I think this is exactly backwards. The property that makes spaces easy to search through and reason about is compactness, not finiteness. If $A$ is finite, then $A^{ω}$ is compact, and thus easy to search through and reason about, provided the relevant functions on it are continuous. But the space of computer programs is an infinite discrete space, hence non-compact, and hard to search through and reason about, except by remembering that the purpose of selecting a program is so that it will generate an element of the nice, easily-searchable compact space of action sequences.

[-]Diffractor7y10

First: That notation seems helpful. Fairness of the environment isn't present by default, it still needs to be assumed even if the environment is purely action-determined, as you can consider an agent in the environment that is using a hardwired predictor of what the argmax agent would do. It is just a piece of the environment, and feeding a different sequence of actions into the environment as input gets a different score, so the environment is purely action-determined, but it's still unfair in the sense that the expected utility of feeding action $x$ into the function drops sharply if you condition on the argmax agent selecting action $x$ . The third condition was necessary to carry out this step. $E_{n} (U (a_{* 1 : n - 1}, a_{?} - - -, a_{?}^{2 : \infty})) = E_{n} (U (a_{* 1 : n - 1}, a_{?}^{1 : \infty}))$ . The intuitive interpretation of the third condition is that, if you know that policy B selects action 4, then you can step from "action 4 is taken" to "policy B takes the actions it takes", and if you have a policy where you don't know what action it takes (third condition is violated), then "policy B does its thing" may have a higher expected utility than any particular action being taken, even in a fair environment that only cares about action sequences, as the hamster dance example shows.

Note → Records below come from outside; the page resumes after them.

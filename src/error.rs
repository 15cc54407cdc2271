// Process exit codes.
//
// User-facing outcomes (unknown diagram, unexpected HTTP status, filter
// miss) are not errors and exit with `Success`. Usage errors are reported
// by clap with its own exit code 2.

use crate::api::ApiError;
use crate::commands::CommandError;

#[derive(Debug, Clone, Copy, PartialEq, Eq)]
#[repr(u8)]
pub enum ExitCode {
    Success = 0,

    /// Configuration could not be loaded, or another unclassified failure.
    GeneralError = 1,

    /// Transport failure, undecodable response, or invalid request body.
    ApiFailure = 86,
}

impl ExitCode {
    pub const fn as_i32(self) -> i32 {
        self as u8 as i32
    }

    /// Classify an error bubbled up to `main`.
    pub fn for_error(err: &anyhow::Error) -> Self {
        if let Some(cmd_err) = err.downcast_ref::<CommandError>() {
            return ExitCode::from(cmd_err);
        }
        if err.downcast_ref::<ApiError>().is_some() {
            return ExitCode::ApiFailure;
        }
        ExitCode::GeneralError
    }
}

impl From<&CommandError> for ExitCode {
    fn from(err: &CommandError) -> Self {
        match err {
            CommandError::Api(_) => ExitCode::ApiFailure,
            CommandError::Output(_) => ExitCode::GeneralError,
        }
    }
}
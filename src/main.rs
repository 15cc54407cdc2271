// Entrypoint for the CLI application.
// - Keeps `main` small: parse arguments, load config, run one command.
// - Errors reach `main` as `anyhow::Error` and are mapped to exit codes.

use anyhow::Context;
use cacoon::api::ApiClient;
use cacoon::cli::{Cli, Commands};
use cacoon::commands::{self, OutputOptions};
use cacoon::config::{self, Config};
use cacoon::error::ExitCode;
use clap::Parser;
use tracing_subscriber::{fmt, prelude::*, EnvFilter};

fn main() {
    let cli = Cli::parse();
    init_logging(cli.verbose);

    let code = match run(cli) {
        Ok(()) => ExitCode::Success,
        Err(err) => {
            eprintln!("Error: {:#}", err);
            ExitCode::for_error(&err)
        }
    };
    std::process::exit(code.as_i32());
}

fn run(cli: Cli) -> anyhow::Result<()> {
    // Configuration is loaded before any request is built.
    config::load_dotenv().context("Failed to load environment")?;
    let config = Config::from_env().context("Invalid configuration")?;
    let api = ApiClient::new(config)?;

    let opts = OutputOptions {
        pretty: cli.pretty,
        quiet: cli.quiet,
    };
    let mut stdout = std::io::stdout().lock();
    match cli.command {
        Commands::Diagram(cmd) => commands::run(cmd, &api, &opts, &mut stdout)?,
    }
    Ok(())
}

/// Logs go to stderr so stdout stays machine-readable. `RUST_LOG` wins over
/// the `-v` flags when set.
fn init_logging(verbose: u8) {
    let level = match verbose {
        0 => "warn",
        1 => "info",
        _ => "debug",
    };
    let filter = EnvFilter::try_from_default_env()
        .unwrap_or_else(|_| EnvFilter::new(format!("cacoon={}", level)));
    tracing_subscriber::registry()
        .with(filter)
        .with(fmt::layer().with_writer(std::io::stderr).with_target(false))
        .init();
}
// API client module: a small blocking HTTP client for the Cacoo REST API.
// Every call is a single round trip; status codes are left to the caller.

use crate::config::Config;
use reqwest::blocking::Client;
use reqwest::header::CONTENT_TYPE;
use reqwest::{Method, StatusCode, Url};
use serde::de::DeserializeOwned;
use serde_json::{Map, Value};
use thiserror::Error;

/// Failures that abort a command.
#[derive(Error, Debug)]
pub enum ApiError {
    #[error("failed to build HTTP client")]
    ClientBuild(#[source] reqwest::Error),

    #[error("request to {url} failed")]
    Transport {
        url: String,
        #[source]
        source: reqwest::Error,
    },

    #[error("invalid API endpoint: {0}")]
    InvalidEndpoint(String),

    #[error("invalid path segment '{0}'")]
    InvalidPathSegment(String),

    #[error("request body is not a JSON object")]
    InvalidBody(#[source] serde_json::Error),

    #[error("failed to decode response body")]
    Decode(#[source] serde_json::Error),
}

/// Holds a reqwest blocking client and the loaded credentials.
#[derive(Clone, Debug)]
pub struct ApiClient {
    client: Client,
    config: Config,
}

/// Status and body of a completed request.
#[derive(Debug, Clone)]
pub struct ApiResponse {
    status: StatusCode,
    body: String,
}

impl ApiClient {
    pub fn new(config: Config) -> Result<Self, ApiError> {
        let client = Client::builder()
            .user_agent(concat!(env!("CARGO_PKG_NAME"), "/", env!("CARGO_PKG_VERSION")))
            .build()
            .map_err(ApiError::ClientBuild)?;
        Ok(ApiClient { client, config })
    }

    /// URL for a resource path, without the API key.
    ///
    /// Each element of `path` becomes exactly one percent-encoded segment, so
    /// an id containing `/` cannot reach another endpoint. The last segment
    /// gets the `.json` suffix: `["diagrams", "abc", "delete"]` gives
    /// `<endpoint>/diagrams/abc/delete.json`.
    pub fn resource_url(&self, path: &[&str]) -> Result<Url, ApiError> {
        let endpoint = self.config.endpoint();
        let mut url = Url::parse(endpoint)
            .map_err(|_| ApiError::InvalidEndpoint(endpoint.to_string()))?;
        {
            let mut segments = url
                .path_segments_mut()
                .map_err(|_| ApiError::InvalidEndpoint(endpoint.to_string()))?;
            segments.pop_if_empty();
            for (i, segment) in path.iter().enumerate() {
                if segment.is_empty() || *segment == "." || *segment == ".." {
                    return Err(ApiError::InvalidPathSegment(segment.to_string()));
                }
                if i + 1 == path.len() {
                    segments.push(&format!("{}.json", segment));
                } else {
                    segments.push(segment);
                }
            }
        }
        Ok(url)
    }

    /// Send one request. A body switches the method from GET to POST; the
    /// body must decode as a JSON object and is re-encoded before sending.
    pub fn request(&self, path: &[&str], body: Option<&str>) -> Result<ApiResponse, ApiError> {
        let url = self.resource_url(path)?;
        let payload = body.map(encode_body).transpose()?;
        let method = if payload.is_some() {
            Method::POST
        } else {
            Method::GET
        };
        tracing::debug!(%method, %url, "sending request");

        let mut req = self
            .client
            .request(method, url.clone())
            .query(&[("apiKey", self.config.api_key())]);
        if let Some(payload) = payload {
            req = req.header(CONTENT_TYPE, "application/json").body(payload);
        }

        let res = req.send().map_err(|source| ApiError::Transport {
            url: url.to_string(),
            source: source.without_url(),
        })?;
        let status = res.status();
        let body = res.text().map_err(|source| ApiError::Transport {
            url: url.to_string(),
            source: source.without_url(),
        })?;
        tracing::debug!(%url, status = status.as_u16(), bytes = body.len(), "received response");
        Ok(ApiResponse { status, body })
    }
}

fn encode_body(body: &str) -> Result<String, ApiError> {
    let raw: Map<String, Value> = serde_json::from_str(body).map_err(ApiError::InvalidBody)?;
    serde_json::to_string(&raw).map_err(ApiError::InvalidBody)
}

impl ApiResponse {
    pub fn new(status: StatusCode, body: impl Into<String>) -> Self {
        ApiResponse {
            status,
            body: body.into(),
        }
    }

    pub fn status(&self) -> StatusCode {
        self.status
    }

    pub fn body(&self) -> &str {
        &self.body
    }

    /// Decode the body into a typed record.
    pub fn json<T: DeserializeOwned>(&self) -> Result<T, ApiError> {
        serde_json::from_str(&self.body).map_err(ApiError::Decode)
    }

    /// Decode the body into an untyped tree for path lookups.
    pub fn json_value(&self) -> Result<Value, ApiError> {
        self.json()
    }
}
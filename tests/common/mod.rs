// Shared helpers for cacoon integration tests.

use assert_cmd::Command;

/// A hermetic `cacoon` command: no dotenv loading, a dummy API key, and
/// no endpoint or log settings inherited from the host.
pub fn cacoon_cmd() -> Command {
    let mut cmd = assert_cmd::cargo::cargo_bin_cmd!("cacoon");
    cmd.env("DOTENV_DISABLED", "1")
        .env("CACOON_API_KEY", "test-key")
        .env_remove("CACOON_ENDPOINT")
        .env_remove("RUST_LOG");
    cmd
}

/// `cacoon_cmd` pointed at a mock server.
#[allow(dead_code)]
pub fn cacoon_cmd_with_endpoint(endpoint: &str) -> Command {
    let mut cmd = cacoon_cmd();
    cmd.env("CACOON_ENDPOINT", endpoint);
    cmd
}

#[allow(dead_code)]
pub fn diagram_json(id: &str, owner: &str) -> serde_json::Value {
    serde_json::json!({
        "url": format!("https://cacoo.com/diagrams/{}", id),
        "imageUrl": format!("https://cacoo.com/diagrams/{}.png", id),
        "diagramId": id,
        "title": format!("Diagram {}", id),
        "security": "url",
        "type": "normal",
        "owner": {"name": owner, "nickname": owner.to_lowercase(), "type": "user", "imageUrl": ""},
        "own": true,
        "shared": false,
        "folderId": null,
        "created": "Mon, 10 Aug 2009 17:00:00 +0900",
        "updated": "Mon, 10 Aug 2009 17:00:00 +0900"
    })
}
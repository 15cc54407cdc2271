// Command-line surface, defined with clap derive.

use crate::filter::FieldPath;
use clap::{ArgAction, Parser, Subcommand};

#[derive(Parser, Debug)]
#[command(name = "cacoon", version, about = "A wrapper CLI for Cacoo", long_about = None)]
#[command(
    after_help = "Environment:\n  CACOON_API_KEY   API key (required)\n  CACOON_ENDPOINT  API base URL (default: https://cacoo.com/api/v1)\n\nExamples:\n  cacoon diagram list --ids\n  cacoon d g <DIAGRAM_ID> --filter owner.name\n"
)]
pub struct Cli {
    /// Pretty-print JSON output
    #[arg(long, global = true)]
    pub pretty: bool,

    /// Suppress the progress spinner (always drawn on stderr)
    #[arg(short, long, global = true)]
    pub quiet: bool,

    /// Increase log verbosity (-v info, -vv debug); RUST_LOG takes precedence
    #[arg(short, long, global = true, action = ArgAction::Count)]
    pub verbose: u8,

    #[command(subcommand)]
    pub command: Commands,
}

#[derive(Subcommand, Debug)]
pub enum Commands {
    /// Control diagrams
    #[command(visible_alias = "d", subcommand)]
    Diagram(DiagramCommand),
}

#[derive(Subcommand, Debug, Clone, PartialEq)]
pub enum DiagramCommand {
    /// Add a new diagram
    #[command(visible_alias = "a")]
    Add {
        /// JSON object to POST to the create endpoint instead of a plain GET
        #[arg(long, value_name = "JSON")]
        body: Option<String>,
    },

    /// List diagrams
    #[command(visible_alias = "l")]
    List {
        /// List diagram ids only, one per line
        #[arg(short, long)]
        ids: bool,
    },

    /// Get a diagram
    #[command(visible_alias = "g")]
    Get {
        /// Diagram ID
        #[arg(value_parser = parse_diagram_id)]
        id: String,

        /// Print a single field, e.g. `owner.name` or `sheets.0.uid`
        #[arg(short, long, value_name = "PATH")]
        filter: Option<FieldPath>,
    },

    /// Remove an existing diagram
    #[command(visible_aliases = ["r", "d"])]
    Remove {
        /// Diagram ID
        #[arg(value_parser = parse_diagram_id)]
        id: String,
    },
}

/// A diagram id is used as a single URL path segment.
fn parse_diagram_id(s: &str) -> Result<String, String> {
    match s {
        "" => Err("diagram id must not be empty".to_string()),
        "." | ".." => Err(format!("'{}' is not a diagram id", s)),
        _ if s.contains('/') => Err("diagram id must not contain '/'".to_string()),
        _ => Ok(s.to_string()),
    }
}
//! The read-only catalog: base tables plus their joined view.

use crate::{
  error::Result,
  filter::{self, FilterState},
  join::{self, EnrichedProduct},
  model::{Category, User, UserId},
  tables::Tables,
};

/// Owns the base tables and the enriched rows derived from them.
///
/// Built once; nothing here is mutated afterwards. Filtering borrows the
/// enriched rows and returns a fresh vector.
#[derive(Debug, Clone)]
pub struct Catalog {
  tables:   Tables,
  enriched: Vec<EnrichedProduct>,
}

impl Catalog {
  /// Join `tables`, failing on the first unresolved or duplicated key.
  pub fn new(tables: Tables) -> Result<Self> {
    let enriched = join::enrich(&tables.products, &tables.categories, &tables.users)?;
    Ok(Self { tables, enriched })
  }

  pub fn users(&self) -> &[User] { &self.tables.users }

  pub fn categories(&self) -> &[Category] { &self.tables.categories }

  /// Every enriched row, in product order.
  pub fn products(&self) -> &[EnrichedProduct] { &self.enriched }

  pub fn user(&self, id: UserId) -> Option<&User> {
    self.tables.users.iter().find(|u| u.id == id)
  }

  /// Find a user by name, ignoring ASCII case.
  pub fn user_by_name(&self, name: &str) -> Option<&User> {
    self
      .tables
      .users
      .iter()
      .find(|u| u.name.eq_ignore_ascii_case(name))
  }

  /// Rows visible under `state`.
  pub fn visible(&self, state: &FilterState) -> Vec<EnrichedProduct> {
    filter::filter(&self.enriched, state)
  }

  /// Whether `state` hides every row ("no products matching").
  pub fn no_matches(&self, state: &FilterState) -> bool { self.visible(state).is_empty() }
}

Second: I think you misunderstood what I was claiming. I wasn't claiming that logical inductors attain the conditional future-trust property, even in the limit, for all sentences or all true sentences. What I was claiming was: The fact that $ϕ$ is provable or disprovable in the future (in this case, $ϕ$ is $‘ ‘ a_{* n} = x "$ ), makes the conditional future-trust property hold (I'm fairly sure), and for statements where there isn't guaranteed feedback, the conditional future-trust property may fail. The double-expectation property that you state does not work to carry the proof through, because the proof (from the perspective of the first agent), takes $ϕ$ as an assumption, so the "conditional on $ϕ$ " part has to be outside of the future expectation, when you go back to what the first agent believes.

Third: the sense I meant for "agent is able to reason about this computation" is that the computation is not extremely long, so logical inductor traders can bet on it.

[-]AlexMennen7y10

Ok, understood on the second assumption. $U$ is not a function to $[0, 1]$ , but a function to the set of $[0, 1]$ -valued random variables, and your assumption is that this random variable is uncorrelated with certain claims about the outputs of certain policies. The intuitive explanation of the third condition made sense; my complaint was that even with the intended interpretation at hand, the formal statement made no sense to me.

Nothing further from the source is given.